*Work request*:
Please quote exactly the opening lines of the data, from the first line to the one where "changes through the" appears.

[Collected data entries]

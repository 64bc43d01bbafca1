//! The circular action button.
//!
//! A [`CircularButton`] owns its [`WidgetStyle`], answers the host's two-pass
//! measure protocol and exposes the geometry a renderer needs. Style is
//! resolved once at construction; afterwards it only changes through the
//! setters, each of which reports an [`Invalidation`] to the host.

use crate::config::{ConfigBundle, ResolveResult, ResolverConfig, clamp_inset, resolve};
use crate::color::Rgba;
use crate::measure::{MeasurePolicy, MeasureSpec};
use crate::style::{DEFAULT_RADIUS, OverlayGraphic, Paint, SizeClass, WidgetStyle};
use kurbo::{Rect, Size};
use std::fmt;

/// What the host must redo after a style change.
#[derive(Debug, Clone, Copy, PartialEq, Eq, Hash)]
pub enum Invalidation {
    /// Geometry changed: remeasure, then redraw.
    Layout,
    /// Only appearance changed: redraw.
    Paint,
}

/// Size reported at the end of a measure pass.
#[derive(Debug, Clone, Copy, PartialEq, Eq, Hash)]
pub struct MeasuredSize {
    pub width: u32,
    pub height: u32,
}

impl MeasuredSize {
    pub fn to_size(self) -> Size {
        Size::new(self.width as f64, self.height as f64)
    }
}

/// Geometry used to paint the button inside its bounds.
#[derive(Debug, Clone, Copy, PartialEq)]
pub struct ButtonGeometry {
    /// Square box holding the disc and its ring.
    pub arc: Rect,
    /// Box the overlay graphic is fitted into, when an overlay is set.
    pub overlay: Option<Rect>,
}

type StyleCallback = Box<dyn FnMut(Invalidation)>;

/// A circular floating action button.
pub struct CircularButton {
    style: WidgetStyle,
    policy: MeasurePolicy,
    /// Radius derived from the first measure pass when the style radius is 0.
    derived_radius: Option<u32>,
    bounding_arc: Option<Rect>,
    on_style_changed: Option<StyleCallback>,
}

impl fmt::Debug for CircularButton {
    fn fmt(&self, f: &mut fmt::Formatter<'_>) -> fmt::Result {
        f.debug_struct("CircularButton")
            .field("style", &self.style)
            .field("policy", &self.policy)
            .field("derived_radius", &self.derived_radius)
            .field("bounding_arc", &self.bounding_arc)
            .finish_non_exhaustive()
    }
}

impl Default for CircularButton {
    fn default() -> Self {
        Self::from_style(WidgetStyle::default())
    }
}

impl CircularButton {
    /// Resolve `bundle` and build a button from it.
    pub fn new(bundle: &ConfigBundle, config: &ResolverConfig) -> ResolveResult<Self> {
        Ok(Self::from_style(resolve(bundle, config)?))
    }

    /// Build a button from an already resolved style.
    pub fn from_style(style: WidgetStyle) -> Self {
        Self {
            style,
            policy: MeasurePolicy::default(),
            derived_radius: None,
            bounding_arc: None,
            on_style_changed: None,
        }
    }

    /// Use a different measure policy.
    pub fn with_policy(mut self, policy: MeasurePolicy) -> Self {
        self.policy = policy;
        self
    }

    /// Register the callback notified after every effective style change.
    pub fn set_on_style_changed(&mut self, callback: impl FnMut(Invalidation) + 'static) {
        self.on_style_changed = Some(Box::new(callback));
    }

    pub fn style(&self) -> &WidgetStyle {
        &self.style
    }

    pub fn policy(&self) -> MeasurePolicy {
        self.policy
    }

    /// Radius in use: the style radius, or the one derived while measuring.
    pub fn effective_radius(&self) -> u32 {
        match self.style.radius {
            0 => self.derived_radius.unwrap_or(0),
            r => r,
        }
    }

    /// Natural diameter offered to non-exact constraints.
    pub fn intrinsic_diameter(&self) -> u32 {
        match self.effective_radius() {
            0 => DEFAULT_RADIUS * 2,
            r => r.saturating_mul(2),
        }
    }

    /// Answer the host's measure request.
    ///
    /// The width pass runs first. While no radius is known, the radius is
    /// derived from the smaller of the two measured dimensions; later passes
    /// reuse it.
    pub fn measure(&mut self, width_spec: MeasureSpec, height_spec: MeasureSpec) -> MeasuredSize {
        let width = self.policy.resolve(width_spec, self.intrinsic_diameter());

        if self.effective_radius() == 0 {
            let height = self.policy.resolve(height_spec, self.intrinsic_diameter());
            let radius = width.min(height) / 2;
            log::trace!("Derived radius {} from {}x{}", radius, width, height);
            if radius > 0 {
                self.derived_radius = Some(radius);
            }
        }

        self.bounding_arc = Some(self.arc_for_radius(self.effective_radius()));
        let height = self.policy.resolve(height_spec, self.intrinsic_diameter());
        log::trace!(
            "Measured {}x{} for {:?} / {:?}",
            width,
            height,
            width_spec,
            height_spec
        );
        MeasuredSize { width, height }
    }

    /// Bounding arc from the most recent measure pass.
    pub fn bounding_arc(&self) -> Option<Rect> {
        self.bounding_arc
    }

    /// Geometry for painting into bounds of the given size.
    ///
    /// Pure function of the current style and `bounds`. When no radius is
    /// known yet, the radius is taken from the bounds.
    pub fn geometry(&self, bounds: Size) -> ButtonGeometry {
        let radius = match self.effective_radius() {
            0 => (bounds.width.min(bounds.height).max(0.0) / 2.0) as u32,
            r => r,
        };
        let arc = self.arc_for_radius(radius);
        let overlay = self.style.overlay.as_ref().map(|_| {
            let d = arc.width() * self.style.overlay_inset;
            Rect::new(arc.x0 + d, arc.y0 + d, arc.x1 - d, arc.y1 - d)
        });
        ButtonGeometry { arc, overlay }
    }

    fn arc_for_radius(&self, radius: u32) -> Rect {
        let diameter = radius as f64 * 2.0;
        let stroke = self.style.stroke_width as f64;
        if stroke > diameter {
            log::warn!(
                "Stroke width {} exceeds diameter {}; arc collapses",
                stroke,
                diameter
            );
        }
        let side = (diameter - stroke).max(0.0);
        let offset = (diameter - side) / 2.0;
        Rect::new(offset, offset, offset + side, offset + side)
    }

    pub fn fill_paint(&self) -> Paint {
        self.style.fill_paint()
    }

    pub fn stroke_paint(&self) -> Paint {
        self.style.stroke_paint()
    }

    pub fn radius(&self) -> u32 {
        self.style.radius
    }

    /// Set the radius. 0 re-enables derivation from the next measure pass.
    pub fn set_radius(&mut self, radius: u32) {
        if self.style.radius != radius {
            self.style.radius = radius;
            self.derived_radius = None;
            self.notify(Invalidation::Layout);
        }
    }

    pub fn fill_color(&self) -> Rgba {
        self.style.fill_color
    }

    pub fn set_fill_color(&mut self, color: Rgba) {
        if self.style.fill_color != color {
            self.style.fill_color = color;
            self.notify(Invalidation::Paint);
        }
    }

    pub fn stroke_color(&self) -> Rgba {
        self.style.stroke_color
    }

    pub fn set_stroke_color(&mut self, color: Rgba) {
        if self.style.stroke_color != color {
            self.style.stroke_color = color;
            self.notify(Invalidation::Paint);
        }
    }

    pub fn stroke_width(&self) -> u32 {
        self.style.stroke_width
    }

    pub fn set_stroke_width(&mut self, width: u32) {
        if self.style.stroke_width != width {
            self.style.stroke_width = width;
            self.notify(Invalidation::Layout);
        }
    }

    pub fn size_class(&self) -> SizeClass {
        self.style.size_class
    }

    /// Record a size class. Presets only apply during resolution, so this
    /// does not change the radius.
    pub fn set_size_class(&mut self, size_class: SizeClass) {
        if self.style.size_class != size_class {
            self.style.size_class = size_class;
            self.notify(Invalidation::Layout);
        }
    }

    pub fn overlay(&self) -> Option<&OverlayGraphic> {
        self.style.overlay.as_ref()
    }

    pub fn set_overlay(&mut self, overlay: Option<OverlayGraphic>) {
        if self.style.overlay != overlay {
            self.style.overlay = overlay;
            self.notify(Invalidation::Paint);
        }
    }

    pub fn overlay_inset(&self) -> f64 {
        self.style.overlay_inset
    }

    pub fn set_overlay_inset(&mut self, inset: f64) {
        let inset = clamp_inset(inset);
        if (self.style.overlay_inset - inset).abs() > f64::EPSILON {
            self.style.overlay_inset = inset;
            self.notify(Invalidation::Layout);
        }
    }

    fn notify(&mut self, invalidation: Invalidation) {
        if let Some(callback) = self.on_style_changed.as_mut() {
            callback(invalidation);
        }
    }
}
//! Per-axis measure constraints.
//!
//! A host measures a button in two passes, width first, then height. Each
//! pass offers a [`MeasureSpec`]:
//!
//! - **Exact**: the button takes exactly the offered size.
//! - **AtMost**: the button reports its intrinsic diameter, bounded according
//!   to [`AtMostPolicy`].
//! - **Unconstrained**: the button reports a size chosen by
//!   [`UnconstrainedPolicy`].

use serde::{Deserialize, Serialize};

/// Constraint mode for one axis.
#[derive(Debug, Clone, Copy, PartialEq, Eq, Hash, Serialize, Deserialize)]
#[serde(rename_all = "kebab-case")]
pub enum MeasureMode {
    Exact,
    AtMost,
    Unconstrained,
}

/// A `(mode, size)` constraint for one axis.
#[derive(Debug, Clone, Copy, PartialEq, Eq, Hash, Serialize, Deserialize)]
pub struct MeasureSpec {
    pub mode: MeasureMode,
    pub size: u32,
}

impl MeasureSpec {
    pub fn new(mode: MeasureMode, size: u32) -> Self {
        Self { mode, size }
    }

    pub fn exact(size: u32) -> Self {
        Self::new(MeasureMode::Exact, size)
    }

    pub fn at_most(size: u32) -> Self {
        Self::new(MeasureMode::AtMost, size)
    }

    pub fn unconstrained() -> Self {
        Self::new(MeasureMode::Unconstrained, 0)
    }
}

/// How an `AtMost` constraint treats the offered bound.
#[derive(Debug, Clone, Copy, PartialEq, Eq, Default, Serialize, Deserialize)]
#[serde(rename_all = "kebab-case")]
pub enum AtMostPolicy {
    /// Report `min(bound, intrinsic)`.
    #[default]
    Clamp,
    /// Report the intrinsic diameter even when it exceeds the bound.
    IgnoreBound,
}

/// What an `Unconstrained` pass reports.
#[derive(Debug, Clone, Copy, PartialEq, Eq, Default, Serialize, Deserialize)]
#[serde(rename_all = "kebab-case")]
pub enum UnconstrainedPolicy {
    /// Report the intrinsic diameter.
    #[default]
    Intrinsic,
    /// Report zero.
    Zero,
}

/// Policies applied to the non-exact constraint modes.
#[derive(Debug, Clone, Copy, PartialEq, Eq, Default, Serialize, Deserialize)]
pub struct MeasurePolicy {
    pub at_most: AtMostPolicy,
    pub unconstrained: UnconstrainedPolicy,
}

impl MeasurePolicy {
    /// Legacy behaviour: `AtMost` ignores its bound, `Unconstrained` yields zero.
    pub fn legacy() -> Self {
        Self {
            at_most: AtMostPolicy::IgnoreBound,
            unconstrained: UnconstrainedPolicy::Zero,
        }
    }

    /// Size along one axis for a widget whose natural extent is `intrinsic`.
    pub fn resolve(&self, spec: MeasureSpec, intrinsic: u32) -> u32 {
        match spec.mode {
            MeasureMode::Exact => spec.size,
            MeasureMode::AtMost => match self.at_most {
                AtMostPolicy::Clamp => intrinsic.min(spec.size),
                AtMostPolicy::IgnoreBound => intrinsic,
            },
            MeasureMode::Unconstrained => match self.unconstrained {
                UnconstrainedPolicy::Intrinsic => intrinsic,
                UnconstrainedPolicy::Zero => 0,
            },
        }
    }
}

#[cfg(test)]
mod tests {
    use super::*;

    #[test]
    fn test_exact_ignores_intrinsic() {
        for policy in [MeasurePolicy::default(), MeasurePolicy::legacy()] {
            assert_eq!(policy.resolve(MeasureSpec::exact(200), 50), 200);
            assert_eq!(policy.resolve(MeasureSpec::exact(200), 500), 200);
        }
    }

    #[test]
    fn test_at_most_clamp() {
        let policy = MeasurePolicy::default();
        assert_eq!(policy.resolve(MeasureSpec::at_most(300), 200), 200);
        assert_eq!(policy.resolve(MeasureSpec::at_most(150), 200), 150);
    }

    #[test]
    fn test_at_most_ignore_bound() {
        let policy = MeasurePolicy::legacy();
        assert_eq!(policy.resolve(MeasureSpec::at_most(150), 200), 200);
    }

    #[test]
    fn test_unconstrained() {
        assert_eq!(
            MeasurePolicy::default().resolve(MeasureSpec::unconstrained(), 112),
            112
        );
        assert_eq!(
            MeasurePolicy::legacy().resolve(MeasureSpec::unconstrained(), 112),
            0
        );
    }
}
//! Command-line entry point.

use clap::Parser;
use fabkit_app::{Cli, run};

fn main() {
    env_logger::init();
    let cli = Cli::parse();

    match run(&cli).and_then(|report| report.to_json(cli.pretty)) {
        Ok(json) => println!("{}", json),
        Err(e) => {
            log::error!("{}", e);
            eprintln!("fabkit: {}", e);
            std::process::exit(1);
        }
    }
}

*Answer section*:
repository 64bc43d01bbafca1
//! The circular action button.
//!
//! A [`CircularButton`] owns its [`WidgetStyle`], answers the host's two-pass
//! measure protocol and exposes the geometry a renderer needs. Style is
//! resolved once at construction; afterwards it only changes through the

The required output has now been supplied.